Department of Immunology, Medical School, Shiraz University of Medical Sciences, Shiraz, 71345-1798, Iran.
Autoimmune Diseases Research Center, Shiraz University of Medical Sciences, Shiraz, 71345-1798, Iran.
Mol Biol Rep. 2021 Feb;48(2):1139-1150. doi: 10.1007/s11033-021-06154-x. Epub 2021 Jan 30.
FOXP3 X-linked gene has crucial roles in the development and function of regulatory T cells. We investigated the association of FOXP3 rs3761548, rs3761549 and rs2294021 single nucleotide polymorphisms (SNPs) with acute lymphoblastic leukemia (ALL) susceptibility and response to therapy. Genotyping was performed in 247 patients and 210 healthy subjects. We observed a higher frequency of rs3761548 A carriers and rs2294021 C carriers (p < 0.04) in male patients, and lower frequencies of rs3761548 AC genotype (p = 0.04) and rs2294021 CT genotype (p = 0.01) in female patients compared to controls. ACC (p = 0.04) and ATC haplotypes (p = 0.002) were associated with susceptibility to ALL. There was a significant correlation between the genotypes of rs3761548 and rs2294021 SNPs with event-free survival (EFS) and overall survival (OS). The rs3761548 A genotype in male patients was associated with increased risk of relapse (p < 0.0001), shorter EFS, increased death rate (p = 0.002) and shorter OS compared to C genotype (p = 0.001). Similar significant results were observed for the relation of rs2294021 C genotype with response to therapy in male patients. In females, patients with rs3761548 AC genotype had longer EFS (p = 0.02) and those with rs2294021 CT had longer EFS and OS (p < 0.005). According to haplotype analysis, patients carrying ACC or ATC haplotypes had the highest number of WBCs and shorter EFS or OS, and patients with CCT haplotype had the lowest number of WBCs and longer EFS or OS. These results provided evidence for the impact of these polymorphisms on susceptibility and response to therapy in children with ALL.
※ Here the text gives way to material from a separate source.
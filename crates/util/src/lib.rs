pub mod config;
pub mod text;

pub use config::*;
pub use text::*;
叉头框蛋白 P3 (FOXP3)X 连锁基因在调节性 T 细胞的发育和功能中具有关键作用。我们研究了 FOXP3 rs3761548、rs3761549 和 rs2294021 单核苷酸多态性 (SNP) 与急性淋巴细胞白血病 (ALL) 易感性和对治疗的反应之间的关系。对 247 例患者和 210 例健康对照进行了基因分型。我们观察到男性患者中 rs3761548A 携带者和 rs2294021C 携带者的频率较高(p < 0.04),女性患者中 rs3761548AC 基因型(p = 0.04)和 rs2294021CT 基因型(p = 0.01)的频率较低。ACC(p = 0.04)和 ATC 单倍型(p = 0.002)与 ALL 的易感性相关。rs3761548 和 rs2294021 SNP 基因型与无事件生存(EFS)和总生存(OS)显著相关。男性患者中 rs3761548A 基因型与复发风险增加相关(p < 0.0001),EFS 更短,死亡率增加(p = 0.002),OS 更短,与 C 基因型相比(p = 0.001)。在男性患者中,rs2294021C 基因型与治疗反应的关系也观察到了类似的显著结果。在女性中,rs3761548AC 基因型患者的 EFS 较长(p = 0.02),rs2294021CT 基因型患者的 EFS 和 OS 较长(p < 0.005)。根据单倍型分析,携带 ACC 或 ATC 单倍型的患者白细胞数最高,EFS 或 OS 较短,而携带 CCT 单倍型的患者白细胞数最低,EFS 或 OS 较长。这些结果为这些多态性对儿童 ALL 易感性和对治疗的反应的影响提供了证据。